For members of Congress in Selma Saturday, the history of the Voting Rights Act was clear, but its future remained murky.
As they listened to President Obama and other speakers mark the events leading to the passage of the 1965 law protecting the rights of black voters, both Republican and Democratic lawmakers in attendance celebrated a milestone of the civil rights movement.
But they did not agree on what will come next for voting rights in the United States.
In 2013, the Supreme Court made huge changes to the Voting Rights Act, eliminating a “pre-clearance” cause which allowed the Department of Justice to vet any changes in voting laws in areas with a history of discrimination. Congress could restore that part of the law by making some legislative changes, but so far it has not.
In the meantime, Republican-led state legislatures have added new identification requirements and curtailed voting periods in what they say are efforts to fight voter fraud and streamline elections. Democrats argue these laws are designed to suppress the votes of minorities and called for the law to be fixed.

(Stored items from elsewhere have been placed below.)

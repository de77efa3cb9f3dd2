//! End-to-end tests for the fly rule engine.
//!
//! Each test goes through the public API: decode rules -> build a pipe ->
//! process records -> verify the survivors.

use std::thread;

use fly_pipe::{
    apply, check_key, convert, validate, AttributeAccessor, Attributes, Condition, MapRecord,
    MappingAccessor, MatchOperator, Mode, Pipe, Rule, Severity, ValueType,
};
use fly_types::{FlyError, Result, Value};
use serde_json::json;

// ---------------------------------------------------------------------------
// Helpers
// ---------------------------------------------------------------------------

fn record(json: serde_json::Value) -> MapRecord {
    json.as_object()
        .expect("record fixture must be an object")
        .iter()
        .map(|(k, v)| (k.clone(), Value::from(v)))
        .collect()
}

fn host() -> MapRecord {
    record(json!({"hostname": "mail.ru", "protocol": "http", "status": 1}))
}

fn rule(json: serde_json::Value) -> Rule {
    Rule::from_json(&json).expect("rule fixture must decode")
}

/// A record with fixed attributes rather than free-form keys.
#[derive(Debug, Clone, Default, PartialEq)]
struct Connection {
    hostname: Option<String>,
    protocol: Option<String>,
    status: Option<i64>,
}

impl Attributes for Connection {
    fn attribute(&self, name: &str) -> Option<Value> {
        match name {
            "hostname" => self.hostname.clone().map(Value::Str),
            "protocol" => self.protocol.clone().map(Value::Str),
            "status" => self.status.map(Value::Int),
            _ => None,
        }
    }

    fn set_attribute(&mut self, name: &str, value: Value) -> Result<()> {
        match (name, value) {
            ("hostname", Value::Str(s)) => self.hostname = Some(s),
            ("protocol", Value::Str(s)) => self.protocol = Some(s),
            ("status", Value::Int(i)) => self.status = Some(i),
            (name, value) => {
                return Err(FlyError::Attribute {
                    field: name.to_string(),
                    message: format!("cannot hold {}", value.kind()),
                })
            }
        }
        Ok(())
    }

    fn remove_attribute(&mut self, name: &str) {
        match name {
            "hostname" => self.hostname = None,
            "protocol" => self.protocol = None,
            "status" => self.status = None,
            _ => {}
        }
    }
}

// ---------------------------------------------------------------------------
// Scenarios
// ---------------------------------------------------------------------------

#[test]
fn or_hostname_and_protocol_sets_integer_status() {
    let r = rule(json!({
        "match": {
            "hostname": {"mode": "or", "conditions": [["endswith", ".ru"], ["endswith", ".com"]]},
            "protocol": {"conditions": [["exact", "http"]]}
        },
        "alter": {"set": {"status": {"value": "0", "type": "int"}}}
    }));

    let out = apply(&MappingAccessor, host(), &r).unwrap().unwrap();
    assert_eq!(out["status"], Value::Int(0));
    assert_eq!(out["hostname"], Value::from("mail.ru"));
}

#[test]
fn iexact_then_drop_all_deletes() {
    let r = rule(json!({
        "match": {"hostname": {"conditions": [["iexact", "MAIL.RU"]]}},
        "alter": {"drop": "ALL"}
    }));
    assert_eq!(apply(&MappingAccessor, host(), &r).unwrap(), None);
}

#[test]
fn lower_priority_runs_first_then_deletes() {
    // Declared out of order on purpose.
    let pipe = Pipe::from_value(&json!([
        {
            "priority": 1,
            "match": {"status": {"conditions": [["gt", 0]]}},
            "alter": {"drop": "ALL"}
        },
        {
            "priority": 0,
            "alter": {"incr": {"status": {"value": 1}}}
        }
    ]))
    .unwrap();

    let mut start = host();
    start.insert("status".into(), Value::Int(0));

    // Priority 0 alone leaves status == 1.
    let first = apply(&MappingAccessor, start.clone(), &pipe.rules()[0]).unwrap().unwrap();
    assert_eq!(first["status"], Value::Int(1));

    assert_eq!(pipe.process(&MappingAccessor, start).unwrap(), None);
}

#[test]
fn drop_all_overrides_other_groups() {
    let pipe = Pipe::new(vec![
        rule(json!({"alter": {"set": {"status": {"value": 5}}, "drop": "ALL"}})),
        rule(json!({"priority": 10, "alter": {"set": {"seen": {"value": true}}}})),
    ]);
    assert_eq!(pipe.process(&MappingAccessor, host()).unwrap(), None);
}

#[test]
fn rule_set_reused_across_records() {
    let pipe = Pipe::from_json(
        r#"[{"match": {"hostname": {"conditions": [["endswith", ".ru"]]}},
             "alter": {"append": {"tags": {"value": "ru"}}}}]"#,
    )
    .unwrap();

    for _ in 0..3 {
        let out = pipe.process(&MappingAccessor, host()).unwrap().unwrap();
        assert_eq!(out["tags"], Value::from("ru"));
    }
    let other = record(json!({"hostname": "ya.com"}));
    let out = pipe.process(&MappingAccessor, other.clone()).unwrap().unwrap();
    assert_eq!(out, other);
}

// ---------------------------------------------------------------------------
// Properties
// ---------------------------------------------------------------------------

#[test]
fn exact_matches_iff_converted_values_equal() {
    let cases = [
        (Value::Int(5), Value::from("5"), Some(ValueType::Int), true),
        (Value::from("5.0"), Value::Int(5), Some(ValueType::Float), true),
        (Value::from("abc"), Value::from("abd"), None, false),
        (Value::from("2013-06-01"), Value::from("2013-06-01"), Some(ValueType::Date), true),
    ];
    for (field, literal, vt, expected) in cases {
        let conds = vec![Condition::new(MatchOperator::Exact, literal.clone())];
        let matched = check_key(&field, &conds, Mode::And, vt.as_ref(), None).unwrap();
        let equal = convert(&field, vt.as_ref(), None).unwrap()
            == convert(&literal, vt.as_ref(), None).unwrap();
        assert_eq!(matched, equal);
        assert_eq!(matched, expected, "{field} vs {literal}");
    }
}

#[test]
fn case_insensitive_operators_ignore_case_on_both_sides() {
    let ops = [
        (MatchOperator::IExact, "Mail.Ru"),
        (MatchOperator::IStartsWith, "MAIL"),
        (MatchOperator::IEndsWith, ".RU"),
        (MatchOperator::IContains, "L.r"),
    ];
    for (op, needle) in ops {
        assert!(op.evaluate(&Value::from("mAIL.rU"), &Value::from(needle)).unwrap(), "{op}");
    }
}

#[test]
fn datetime_round_trips_through_format() {
    let format = "%d/%m/%Y %H:%M";
    let text = "01/06/2013 12:30";
    let converted = convert(&Value::from(text), Some(&ValueType::DateTime), Some(format)).unwrap();
    let Value::DateTime(dt) = &converted else {
        panic!("expected a datetime, got {converted:?}");
    };
    assert_eq!(dt.format(format).to_string(), text);
}

// ---------------------------------------------------------------------------
// Record kinds and policies
// ---------------------------------------------------------------------------

#[test]
fn attribute_records_go_through_the_same_rules() {
    let pipe = Pipe::new(vec![
        rule(json!({
            "match": {"hostname": {"conditions": [["endswith", ".ru"]]}},
            "alter": {"set": {"status": {"value": "0", "type": "int"}}, "default": {"protocol": {"value": "https"}}}
        })),
        rule(json!({"priority": 1, "alter": {"drop": ["hostname"]}})),
    ]);
    let accessor = AttributeAccessor::<Connection>::new();
    let conn = Connection {
        hostname: Some("mail.ru".into()),
        protocol: None,
        status: Some(1),
    };

    let out = pipe.process(&accessor, conn).unwrap().unwrap();
    assert_eq!(
        out,
        Connection {
            hostname: None,
            protocol: Some("https".into()),
            status: Some(0),
        }
    );
}

#[test]
fn attribute_write_errors_propagate() {
    let accessor = AttributeAccessor::<Connection>::new();
    let r = rule(json!({"alter": {"set": {"status": {"value": "high"}}}}));
    let err = apply(&accessor, Connection::default(), &r).unwrap_err();
    assert!(matches!(err, FlyError::Attribute { .. }));
    assert!(!err.is_configuration_error());
}

#[test]
fn missing_fields_use_operator_identity() {
    let r = rule(json!({"alter": {
        "incr": {"hits": {"value": 2}},
        "decr": {"credit": {"value": 3}},
        "append": {"suffix": {"value": "x"}},
        "prepend": {"tags": {"value": 1}},
        "replace": {"body": {"value": "a", "replacement": "b"}}
    }}));
    let out = apply(&MappingAccessor, host(), &r).unwrap().unwrap();
    assert_eq!(out["hits"], Value::Int(2));
    assert_eq!(out["credit"], Value::Int(-3));
    assert_eq!(out["suffix"], Value::from("x"));
    assert_eq!(out["tags"], Value::from(vec![Value::Int(1)]));
    assert!(!out.contains_key("body"));
}

#[test]
fn unknown_type_passes_values_through() {
    let rules = vec![rule(json!({
        "match": {"status": {"conditions": [["exact", 1]], "type": "integer"}},
        "alter": {"set": {"matched": {"value": true}}}
    }))];

    let diags = validate(&rules);
    assert!(diags
        .iter()
        .any(|d| d.rule == "unknown_value_type" && d.severity == Severity::Warning));

    let out = Pipe::new(rules).process(&MappingAccessor, host()).unwrap().unwrap();
    assert_eq!(out["matched"], Value::Bool(true));
}

#[test]
fn emptied_record_ends_processing() {
    let pipe = Pipe::new(vec![
        rule(json!({"alter": {"drop": ["hostname", "protocol", "status"]}})),
        rule(json!({"priority": 1, "alter": {"set": {"revived": {"value": 1}}}})),
    ]);
    assert_eq!(pipe.process(&MappingAccessor, host()).unwrap(), None);
}

#[test]
fn decode_errors_are_configuration_errors() {
    let err = Pipe::from_value(&json!([{"match": {"hostname": {"conditions": [["like", "x"]]}}}]))
        .unwrap_err();
    assert!(matches!(err, FlyError::UnsupportedOperator { ref operator } if operator == "like"));
    assert!(err.is_configuration_error());

    let err = Pipe::from_value(&json!({"alter": {"multiply": {}}})).unwrap_err();
    assert!(matches!(err, FlyError::UnknownOperator { .. }));
}

#[test]
fn conversion_errors_surface_per_record() {
    let pipe = Pipe::new(vec![rule(json!({
        "match": {"status": {"conditions": [["gte", 1]], "type": "int"}}
    }))]);
    let bad = record(json!({"status": "one"}));
    let err = pipe.process(&MappingAccessor, bad).unwrap_err();
    assert!(matches!(err, FlyError::Conversion { .. }));
    assert!(!err.is_configuration_error());
}

// ---------------------------------------------------------------------------
// Concurrency
// ---------------------------------------------------------------------------

#[test]
fn one_pipe_serves_many_threads() {
    let pipe = Pipe::from_value(&json!([
        {"priority": 0, "alter": {"incr": {"status": {"value": 1}}}},
        {"priority": 1,
         "match": {"status": {"conditions": [["gt", 10]]}},
         "alter": {"drop": "ALL"}}
    ]))
    .unwrap();

    let survivors: Vec<usize> = thread::scope(|scope| {
        let handles: Vec<_> = (0..4)
            .map(|worker| {
                let pipe = &pipe;
                scope.spawn(move || {
                    (0..20)
                        .map(|n| record(json!({"worker": worker, "status": n})))
                        .filter_map(|r| pipe.process(&MappingAccessor, r).unwrap())
                        .count()
                })
            })
            .collect();
        handles.into_iter().map(|h| h.join().unwrap()).collect()
    });

    // Statuses 0..=9 become 1..=10 and survive; the rest are dropped.
    assert_eq!(survivors, vec![10; 4]);
    assert_eq!(pipe.len(), 2);
}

“One hundred Members of Congress have come here today to honor people who were willing to die for the right it protects,” President Obama said in a speech at Selma. “If we want to honor this day, let these hundred go back to Washington, and gather four hundred more, and together, pledge to make it their mission to restore the law this year.”
See Barack Obama's Historic Event in Selma
Yet the path forward for the law is a long and winding one.
The Voting Rights Act was twice been extended by Republican presidents, but in recent years voting rights has become a partisan issue. Assistant House Democratic Leader Jim Clyburn, who agitated for voting rights with Dr. Martin Luther King in the early 1960s, blamed the GOP. “There’s rhetoric to the effect of, ‘We want to impede voting, because when voting is low, we win,'” he said.
Republican commitment to Voting Rights was also called into question by the level of attendance on the trip. While much of the Democratic leadership attended the bipartisan coalition, House Majority Leader Kevin McCarthy only joined at the last minute, after criticism that no Republican leaders in Congress were attending.
But Republicans on the trip bristled at the implication that the GOP opposed voting rights. “If you look back at the ‘60s at who supported the Civil Rights legislation, it was Republicans more so than Democrats. The history of racial equality has included both parties consistently,” said Republican Sen. Tim Scott of South Carolina, the first black Senator elected from the South since Reconstruction. “What we’ve done, to sully it sometimes, is to try to put it into a partisan politics prism so as to spew venom towards one side, so we will stigmatize one party as being more racially accepting than another.”
Last month, a bipartisan bill to strengthen the Voting Rights Act was introduced by Republican Rep. Jim Sensenbrenner and Democratic Rep. John Conyers, but so far it’s gotten little traction or public attention. Democrats hope the trip will motivate lawmakers to jumpstart discussions on the bill, if not begin to craft new legislation themselves. “People have to vote,” said House Minority Leader Nancy Pelosi. “They don’t have to vote Democratic, they just have to vote. If you don’t vote, you don’t count.”
But the bill enjoys little Republican backing, and seven of 11 GOP co-sponsors have dropped their support since last year (though some have said they would consider supporting a different version of the bill.)
“The question right now is: what’s the right bill?” said Democratic Sen. Elizabeth Warren in an interview on Saturday. She said she hadn’t yet given the Sensenbrenner-Conyer bill a close look, but added that she’s “now committed to talking to more of my colleagues about a stronger bill.”
Still, despite the political quagmire of 2015 partisanship, some of the lawmakers left Selma more optimistic than they came. “People ask me, ‘do you think change is possible?'” asked Warren. “How can you be in Selma and believe that change is not possible? How can you be in Selma and believe that change is not necessary?”